Une année à mettre dans la balance
Mais le prix payé et la qualité ne font pas tout. Lorsque son grain est “rentré”, c’est le moment pour le céréalier de faire les comptes. Pour Christophe, l’année 2018 a été marquée par les pluies…
« Les pluies continues du printemps ont fait chuter le rendement de 15 quintaux par hectare (soit 20% du rendement à l’hectare, NDLR). Les excès d’humidité se traduisent par une plus forte pression des ravageurs et des maladies. Heureusement, je plante une variété rustique qui s’adapte.
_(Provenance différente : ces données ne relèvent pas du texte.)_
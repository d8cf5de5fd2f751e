//! Page record parser.
//!
//! A record is a sequence of `key=value` lines. Only the current revision's
//! fields are of interest; history entries (`diff:...`, `author:...`) have
//! their own keys and are never confused with them.

use std::collections::HashMap;
use std::io::Read;
use std::path::Path;

use chrono::{DateTime, Utc};

use crate::detect::detect_format_from_bytes;
use crate::error::{Error, Result};
use crate::model::{PageMetadata, PageRecord};

/// Page record parser.
pub struct RecordParser {
    fields: HashMap<String, String>,
    fallback_name: Option<String>,
}

impl RecordParser {
    /// Open a record file.
    ///
    /// The file name doubles as the page name when the record lacks a
    /// `name=` field, which is how PmWiki names its `wiki.d` files.
    pub fn open<P: AsRef<Path>>(path: P) -> Result<Self> {
        let path = path.as_ref();
        let data = std::fs::read(path)?;
        let mut parser = Self::from_bytes(&data)?;
        parser.fallback_name = path
            .file_name()
            .and_then(|n| n.to_str())
            .map(|n| n.to_string());
        Ok(parser)
    }

    /// Parse a record from bytes. The bytes must start with a version header.
    pub fn from_bytes(data: &[u8]) -> Result<Self> {
        detect_format_from_bytes(data)?;
        let text = std::str::from_utf8(data)
            .map_err(|e| Error::InvalidRecord(format!("record is not valid UTF-8: {}", e)))?;
        Ok(Self::from_text(text))
    }

    /// Parse a record from a reader.
    pub fn from_reader<R: Read>(mut reader: R) -> Result<Self> {
        let mut data = Vec::new();
        reader.read_to_end(&mut data)?;
        Self::from_bytes(&data)
    }

    /// Parse record text without checking the version header.
    pub fn from_text(text: &str) -> Self {
        let mut fields = HashMap::new();
        for line in text.lines() {
            let Some((key, value)) = line.split_once('=') else {
                continue;
            };
            fields
                .entry(key.to_string())
                .or_insert_with(|| value.to_string());
        }
        Self {
            fields,
            fallback_name: None,
        }
    }

    /// Get a raw field value.
    pub fn field(&self, key: &str) -> Option<&str> {
        self.fields.get(key).map(String::as_str)
    }

    /// Build the page record.
    pub fn parse(&self) -> Result<PageRecord> {
        let name = self
            .field("name")
            .filter(|n| !n.is_empty())
            .map(str::to_string)
            .or_else(|| self.fallback_name.clone())
            .ok_or_else(|| Error::InvalidRecord("missing name field".into()))?;

        let body = self
            .field("text")
            .ok_or_else(|| Error::NoContent(name.clone()))?;

        let mut metadata = PageMetadata::from_name(&name);
        if let Some(title) = self.field("title").filter(|t| !t.trim().is_empty()) {
            metadata.title = title.trim().to_string();
        }
        metadata.author = self
            .field("author")
            .filter(|a| !a.is_empty())
            .map(str::to_string);
        metadata.created = self.timestamp("ctime")?;
        metadata.updated = self.timestamp("time")?;

        log::debug!(
            "Parsed record {} ({} bytes of body)",
            metadata.name,
            body.len()
        );

        Ok(PageRecord::new(metadata, body))
    }

    fn timestamp(&self, key: &str) -> Result<Option<DateTime<Utc>>> {
        let Some(raw) = self.field(key).map(str::trim).filter(|v| !v.is_empty()) else {
            return Ok(None);
        };
        let seconds: i64 = raw
            .parse()
            .map_err(|_| Error::InvalidTimestamp(format!("{}={}", key, raw)))?;
        DateTime::from_timestamp(seconds, 0)
            .map(Some)
            .ok_or_else(|| Error::InvalidTimestamp(format!("{}={}", key, raw)))
    }
}

#[cfg(test)]
mod tests {
    use super::*;

    const RECORD: &str = "version=pmwiki-2.2.130 ordered=1 urlencoded=1
author=Abel
charset=UTF-8
ctime=1600000000
name=MyrinSankarit.Alvan-Orm
rev=12
text=!Alvan Orm%0a'''HP''' 75/99
time=1700000000
author:1700000000=Abel
diff:1700000000:1600000000:=old text
";

    #[test]
    fn test_parse_record() {
        let record = RecordParser::from_bytes(RECORD.as_bytes())
            .unwrap()
            .parse()
            .unwrap();
        assert_eq!(record.metadata.site, "MyrinSankarit");
        assert_eq!(record.metadata.page, "Alvan-Orm");
        assert_eq!(record.metadata.author.as_deref(), Some("Abel"));
        assert_eq!(record.body, "!Alvan Orm%0a'''HP''' 75/99");
        assert_eq!(
            record.metadata.created.unwrap().timestamp(),
            1_600_000_000
        );
        assert_eq!(
            record.metadata.updated.unwrap().timestamp(),
            1_700_000_000
        );
    }

    #[test]
    fn test_history_lines_do_not_shadow_fields() {
        let parser = RecordParser::from_text(RECORD);
        assert_eq!(parser.field("author"), Some("Abel"));
        assert_eq!(parser.field("diff:1700000000:1600000000:"), Some("old text"));
    }

    #[test]
    fn test_missing_text_is_no_content() {
        let parser = RecordParser::from_text("version=pmwiki-2.2.0\nname=Main.Empty\n");
        let err = parser.parse().unwrap_err();
        assert!(matches!(err, Error::NoContent(ref name) if name == "Main.Empty"));
    }

    #[test]
    fn test_missing_name() {
        let parser = RecordParser::from_text("version=pmwiki-2.2.0\ntext=hello\n");
        assert!(matches!(parser.parse(), Err(Error::InvalidRecord(_))));
    }

    #[test]
    fn test_invalid_timestamp() {
        let parser =
            RecordParser::from_text("name=Main.A\ntext=x\nctime=yesterday\n");
        assert!(matches!(parser.parse(), Err(Error::InvalidTimestamp(_))));
    }

    #[test]
    fn test_explicit_title() {
        let parser = RecordParser::from_text("name=Main.A\ntitle=Front Page\ntext=x\n");
        let record = parser.parse().unwrap();
        assert_eq!(record.metadata.title, "Front Page");
    }

    #[test]
    fn test_from_bytes_rejects_unknown_format() {
        let result = RecordParser::from_bytes(b"name=Main.A\ntext=x\n");
        assert!(matches!(result, Err(Error::UnknownFormat)));
    }
}
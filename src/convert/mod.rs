//! Conversion of PmWiki page bodies to Markdown.
//!
//! The conversion is a fixed sequence of [`Stage`]s run by a stateless
//! [`ConversionPipeline`]. Three stages carry real parsing state: directive
//! table reconstruction, emphasis pairing and paragraph reflow. The rest are
//! context-free substitutions.
//!
//! # Example
//!
//! ```
//! use pmwiki2md::convert::{to_markdown, ConvertOptions};
//!
//! let markdown = to_markdown("!Title%0aThis is'''bold'''", &ConvertOptions::default());
//! assert_eq!(markdown, "# Title\nThis is __bold__");
//! ```

mod emphasis;
mod options;
mod pipeline;
pub mod rules;
mod tables;

pub use emphasis::{resolve, resolve_emphasis, Emphasis};
pub use options::ConvertOptions;
pub use pipeline::{ConversionPipeline, Stage};
pub use tables::{convert_directive_tables, convert_pipe_tables};

/// Convert a page body to Markdown.
///
/// Never fails: every stage is total over arbitrary input.
pub fn to_markdown(text: &str, options: &ConvertOptions) -> String {
    ConversionPipeline::new().run(text, options)
}
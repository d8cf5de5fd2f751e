//! Grid model for directive tables.

use serde::{Deserialize, Serialize};

/// A table rebuilt from a `(:table:)` directive region.
///
/// Column headers run along the top, every row carries its own header in
/// the leftmost column. The top-left corner cell is always empty.
#[derive(Debug, Clone, Default, PartialEq, Eq, Serialize, Deserialize)]
pub struct DirectiveTable {
    /// Column headers in declaration order
    pub column_headers: Vec<String>,

    /// Data rows in declaration order
    pub rows: Vec<GridRow>,
}

impl DirectiveTable {
    /// Create a new empty table.
    pub fn new() -> Self {
        Self::default()
    }

    /// Number of columns including the row header column.
    pub fn column_count(&self) -> usize {
        let widest_row = self
            .rows
            .iter()
            .map(|row| row.cells.len() + 1)
            .max()
            .unwrap_or(0);
        (self.column_headers.len() + 1).max(widest_row)
    }

    /// Get the number of data rows.
    pub fn row_count(&self) -> usize {
        self.rows.len()
    }

    /// Header row cells: an empty corner followed by the column headers,
    /// padded to the column count.
    pub fn header_cells(&self) -> Vec<&str> {
        let mut cells = Vec::with_capacity(self.column_count());
        cells.push("");
        cells.extend(self.column_headers.iter().map(String::as_str));
        pad(cells, self.column_count())
    }

    /// Cells of a data row: its header followed by its cells, padded to the
    /// column count.
    pub fn row_cells<'a>(&self, row: &'a GridRow) -> Vec<&'a str> {
        let mut cells = Vec::with_capacity(self.column_count());
        cells.push(row.header.as_str());
        cells.extend(row.cells.iter().map(String::as_str));
        pad(cells, self.column_count())
    }
}

fn pad(mut cells: Vec<&str>, width: usize) -> Vec<&str> {
    while cells.len() < width {
        cells.push("");
    }
    cells
}

/// A data row with its row header.
#[derive(Debug, Clone, Default, PartialEq, Eq, Serialize, Deserialize)]
pub struct GridRow {
    /// Row header (leftmost, bolded on output)
    pub header: String,

    /// Data cells
    pub cells: Vec<String>,
}

impl GridRow {
    /// Create a row with a header and no cells.
    pub fn new(header: impl Into<String>) -> Self {
        Self {
            header: header.into(),
            cells: Vec::new(),
        }
    }

    /// A row with neither header nor cells is never part of a table.
    pub fn is_blank(&self) -> bool {
        self.header.is_empty() && self.cells.is_empty()
    }
}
Mais entre les apports d’engrais et les traitements de protection des plantes, les charges ont été importantes cette année pour maintenir la qualité.»

Des farines de qualité garantissent les propriétés nécessaires à la fabrication du pain.
Tous dépendants du climat !
Au-delà des logiques de marché, de la quête du rendement et de la qualité, il reste une évidence : les céréaliers vivent d’une activité dépendante du climat. L’agriculture est certainement une des dernières activités intimement liées à la nature et à ses manifestations. C’est pourquoi le savoir-faire des hommes et des femmes de ce métier, leur connaissance des terroirs et leur science du végétal sont précieux.

5 millésimes de la production céréalière française commentés
2007 : de faibles quantités mais des cours mondiaux qui ont explosé à la hausse en raison des coups de chaleur dans plusieurs régions du globe.
2010 : une bonne qualité avec une explosion des cours à des records jamais vus en raison des incendies en Russie et de la fermeture de ses frontières aux exportations de blé.
2015 : la récolte historique qui dépassa les 40Mt en blé, mais avec une qualité et des prix moyens.
2016 : la pire moisson en rendement depuis 30 ans : les conditions météo ont empêché la formation des grains. Prix mondiaux faibles. Une année noire pour les producteurs français !
2018 : une année moyenne : une qualité des grains exceptionnelle et des prix mondiaux corrects.